KOCHI: Imagine yourself in a metal cage. Once a day, some cold meat is pushed from under the bars of the cage. Twice a day, a man smelling of detergents and steel rails comes to check you. Sometimes a needle to stick into you. Sometimes a strange plastic apparatus to drop some liquid into your eye. The eye burns. Sometimes it is like fire coursing though you. But you love him. Because he is the only one who visits you. Twice a day.
It is in damp and squalid conditions of the backyard unlicensed breeders and laboratories like these that people like Chinthana and Anoopa put their body and soul into. ‘Guardians of the voiceless’, people call them. “Tchah!,” says Anoopa with a wry smile, “I don’t know what I would do if I ever saw a laboratory, probably set fire to it.”

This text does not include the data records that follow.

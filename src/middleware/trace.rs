use std::time::Instant;

use tracing::{info, warn};

use crate::{Next, Request, Response};

/// Logs every request once its response is known.
///
/// Register it early: it only measures what runs after it.
pub async fn trace(req: Request, next: Next) -> Response {
    let start = Instant::now();
    let method = req.method().clone();
    let path = req.path().to_owned();

    let res = next.run(req).await;

    let status = res.status_code();
    let duration_ms = start.elapsed().as_millis() as u64;
    if status.is_server_error() {
        warn!(%method, %path, status = status.as_u16(), duration_ms, "request failed");
    } else {
        info!(%method, %path, status = status.as_u16(), duration_ms, "request completed");
    }
    res
}
//! Built-in middleware.
//!
//! Middleware intercepts requests and responses and is the right place for
//! cross-cutting concerns. Each item here is an ordinary
//! [`Middleware`](crate::Middleware): register it with
//! [`Router::with`](crate::Router::with) where it belongs in the ordering.
//!
//! - [`trace`] — one log line per request with method, path, status, latency
//! - [`json`], [`form`] — decode the request body into [`Request::parsed`](crate::Request::parsed)
//! - [`serve_dir`] — static files from a directory

mod body;
mod static_files;
mod trace;

pub use body::{form, json};
pub use static_files::serve_dir;
pub use trace::trace;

I just nod my head, looking at the scores of beagles running around. They have been freed from a laboratory just a week back, given their shots, neutered and are up for adoption.

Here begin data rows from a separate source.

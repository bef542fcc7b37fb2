//! Per-request chain execution.
//!
//! A [`Dispatcher`] is the frozen registration table. Each request gets its
//! own [`Next`], a cursor into that table, so concurrent requests never share
//! chain state. The chain is computed lazily: `Next::run` skips entries whose
//! scope does not match and invokes the first one that does.
//!
//! ```text
//! dispatch(req)
//!   └─ Next { cursor: 0 }.run(req)
//!        ├─ skip entries that do not match method/path
//!        ├─ entry.call(req, Next { cursor: i + 1 })
//!        │    ├─ return a response        → short-circuit
//!        │    └─ next.run(req).await      → advance
//!        └─ end of table                  → 404
//! ```
//!
//! `Next::run` takes `self` by value, so a handler can advance at most once.
//! Suspending before advancing (a timer, an external event) is just an
//! `.await`: the request's task yields and other requests keep running. If the
//! connection goes away, hyper drops the request future and the rest of the
//! chain never runs.

use std::any::Any;
use std::panic::AssertUnwindSafe;
use std::sync::Arc;

use futures::FutureExt;
use tracing::error;

use crate::rejection::Rejection;
use crate::request::Request;
use crate::response::{IntoResponse, Response};
use crate::router::{Entry, Hit};

/// A frozen, cheaply cloneable registration table.
///
/// Obtained from [`Router::into_dispatcher`](crate::Router::into_dispatcher).
#[derive(Clone)]
pub struct Dispatcher {
    entries: Arc<[Entry]>,
}

impl Dispatcher {
    pub(crate) fn new(entries: Vec<Entry>) -> Self {
        Self { entries: entries.into() }
    }

    /// Runs `req` through the chain and returns the single response.
    pub async fn dispatch(&self, req: impl Into<Request>) -> Response {
        let next = Next { entries: Arc::clone(&self.entries), cursor: 0 };
        next.run(req.into()).await
    }
}

/// The one-shot capability to continue a request's chain.
///
/// Handed to every middleware. Call [`Next::run`] to pass the request on and
/// get the downstream response back, or drop it to end the chain.
pub struct Next {
    entries: Arc<[Entry]>,
    cursor: usize,
}

impl Next {
    /// Invokes the next entry that applies to `req`.
    ///
    /// Returns `404 Not Found` when no entry is left. A panic inside the
    /// invoked entry (or anything it calls) is logged and becomes
    /// `500 Internal Server Error`.
    pub async fn run(mut self, mut req: Request) -> Response {
        let found = self.entries[self.cursor..].iter()
            .enumerate()
            .find_map(|(offset, entry)| {
                let hit = entry.scope.matches(&req.method, &req.path)?;
                Some((offset, Arc::clone(&entry.handler), hit))
            });

        let Some((offset, handler, hit)) = found else {
            return Rejection::NotFound.into_response();
        };

        self.cursor += offset + 1;
        if let Hit::Route(params) = hit {
            req.params = params;
        }

        let method = req.method.clone();
        let path = req.path.clone();

        match AssertUnwindSafe(async move { handler.call(req, self).await }).catch_unwind().await {
            Ok(res) => res,
            Err(panic) => {
                error!(%method, %path, reason = panic_message(&*panic), "handler panicked");
                Rejection::Internal.into_response()
            }
        }
    }
}

fn panic_message(panic: &(dyn Any + Send)) -> &str {
    panic.downcast_ref::<&'static str>()
        .copied()
        .or_else(|| panic.downcast_ref::<String>().map(String::as_str))
        .unwrap_or("unknown")
}

#[cfg(test)]
mod tests {
    use std::sync::Mutex;
    use std::time::Duration;

    use bytes::Bytes;
    use http::{Method, StatusCode};

    use super::*;
    use crate::Router;

    type Trace = Arc<Mutex<Vec<&'static str>>>;

    fn get(uri: &str) -> http::Request<Bytes> {
        http::Request::builder().uri(uri).body(Bytes::new()).unwrap()
    }

    /// Middleware that records `name` and advances.
    fn mark(trace: Trace, name: &'static str) -> impl crate::Middleware {
        move |req: Request, next: Next| {
            trace.lock().unwrap().push(name);
            next.run(req)
        }
    }

    /// Middleware that records `name` and answers without advancing.
    fn stop(trace: Trace, name: &'static str) -> impl crate::Middleware {
        move |_req: Request, _next: Next| {
            trace.lock().unwrap().push(name);
            async move { Response::text(name) }
        }
    }

    #[tokio::test]
    async fn runs_entries_in_registration_order() {
        let trace = Trace::default();
        let app = Router::new()
            .with(mark(trace.clone(), "a"))
            .with(mark(trace.clone(), "b"))
            .with(stop(trace.clone(), "c"))
            .with(mark(trace.clone(), "d"))
            .into_dispatcher();

        let res = app.dispatch(get("/")).await;

        assert_eq!(res.body(), b"c");
        assert_eq!(*trace.lock().unwrap(), ["a", "b", "c"]);
    }

    #[tokio::test]
    async fn falls_through_to_not_found() {
        let trace = Trace::default();
        let app = Router::new()
            .with(mark(trace.clone(), "a"))
            .with_prefix("/admin", stop(trace.clone(), "admin"))
            .into_dispatcher();

        let res = app.dispatch(get("/public")).await;

        assert_eq!(res.status_code(), StatusCode::NOT_FOUND);
        assert_eq!(*trace.lock().unwrap(), ["a"]);
    }

    #[tokio::test]
    async fn empty_table_is_not_found() {
        let app = Router::new().into_dispatcher();
        assert_eq!(app.dispatch(get("/")).await.status_code(), StatusCode::NOT_FOUND);
    }

    #[tokio::test]
    async fn middleware_after_route_only_sees_unanswered_requests() {
        let trace = Trace::default();
        let app = Router::new()
            .with(mark(trace.clone(), "before"))
            .on(Method::GET, "/hit", |_req: Request| async { "hit" })
            .with(mark(trace.clone(), "after"))
            .into_dispatcher();

        assert_eq!(app.dispatch(get("/hit")).await.body(), b"hit");
        assert_eq!(*trace.lock().unwrap(), ["before"]);

        trace.lock().unwrap().clear();
        assert_eq!(app.dispatch(get("/miss")).await.status_code(), StatusCode::NOT_FOUND);
        assert_eq!(*trace.lock().unwrap(), ["before", "after"]);
    }

    #[tokio::test]
    async fn route_middleware_guards_its_handler() {
        async fn guard(req: Request, next: Next) -> Response {
            if req.query("token").is_none() {
                return Rejection::Unauthorized("no token".into()).into_response();
            }
            next.run(req).await
        }

        let app = Router::new()
            .before(Method::GET, "/secret", guard)
            .on(Method::GET, "/secret", |_req: Request| async { "the secret" })
            .into_dispatcher();

        assert_eq!(app.dispatch(get("/secret")).await.status_code(), StatusCode::UNAUTHORIZED);
        assert_eq!(app.dispatch(get("/secret?token=1")).await.body(), b"the secret");
    }

    #[tokio::test]
    async fn downstream_observes_mutations() {
        async fn stamp(mut req: Request, next: Next) -> Response {
            req.context_mut().insert("who", String::from("middleware"));
            next.run(req).await
        }
        async fn read(req: Request) -> String {
            req.context().get::<String>("who").cloned().unwrap_or_default()
        }

        let app = Router::new()
            .with(stamp)
            .on(Method::GET, "/", read)
            .into_dispatcher();

        assert_eq!(app.dispatch(get("/")).await.body(), b"middleware");
    }

    #[tokio::test]
    async fn route_params_reach_the_handler() {
        let app = Router::new()
            .on(Method::GET, "/users/{id}", |req: Request| async move {
                format!("user {}", req.param("id").unwrap_or("?"))
            })
            .into_dispatcher();

        assert_eq!(app.dispatch(get("/users/42")).await.body(), b"user 42");
    }

    #[tokio::test]
    async fn upstream_can_rewrite_downstream_response() {
        async fn tag(req: Request, next: Next) -> Response {
            let mut res = next.run(req).await;
            res.insert_header("x-powered-by", "midway");
            res
        }

        let app = Router::new()
            .with(tag)
            .on(Method::GET, "/", |_req: Request| async { "ok" })
            .into_dispatcher();

        let res = app.dispatch(get("/")).await;
        assert_eq!(res.header("x-powered-by"), Some("midway"));
    }

    #[tokio::test]
    async fn panic_becomes_500_seen_by_upstream() {
        let seen = Arc::new(Mutex::new(None));
        let observer = {
            let seen = Arc::clone(&seen);
            move |req: Request, next: Next| {
                let seen = Arc::clone(&seen);
                async move {
                    let res = next.run(req).await;
                    *seen.lock().unwrap() = Some(res.status_code());
                    res
                }
            }
        };

        let app = Router::new()
            .with(observer)
            .on(Method::GET, "/boom", |_req: Request| async {
                if true {
                    panic!("boom");
                }
                "unreachable"
            })
            .into_dispatcher();

        let res = app.dispatch(get("/boom")).await;

        assert_eq!(res.status_code(), StatusCode::INTERNAL_SERVER_ERROR);
        assert_eq!(*seen.lock().unwrap(), Some(StatusCode::INTERNAL_SERVER_ERROR));

        // The dispatcher is still usable afterwards.
        assert_eq!(app.dispatch(get("/other")).await.status_code(), StatusCode::NOT_FOUND);
    }

    #[tokio::test(start_paused = true)]
    async fn dropped_request_stops_the_chain() {
        let trace = Trace::default();
        let app = Router::new()
            .with(|req: Request, next: Next| async move {
                tokio::time::sleep(Duration::from_secs(3)).await;
                next.run(req).await
            })
            .with(mark(trace.clone(), "after-delay"))
            .into_dispatcher();

        let outcome = tokio::time::timeout(Duration::from_secs(1), app.dispatch(get("/"))).await;
        assert!(outcome.is_err());

        tokio::time::sleep(Duration::from_secs(5)).await;
        assert!(trace.lock().unwrap().is_empty());
    }
}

The friendly ones, the playful ones. As yet unbroken, perhaps too young. They’re the first to go. A child bends over one enthusiastically, “Not the number four ninety seven, Ma, his name is Bolt!” Natasha stands by, chuckling gently. A canine behaviour specialist, she understands the glee of the kid. But she is nervous. Many thoughts rush through her head, “No, you’re bending over too much, don’t crowd his face, tail tucked in, hind legs stiff, attention somewhere else, no, don’t approach from the rear.” But she gently coaxes him, shows him what should be done.
Only if thirty go today, thirty more can be released. The boy has made his choice. “Congratulations!” says Awanti. A photograph, and off goes another beagle. Into a home. Food and a warm bed. The team sighs.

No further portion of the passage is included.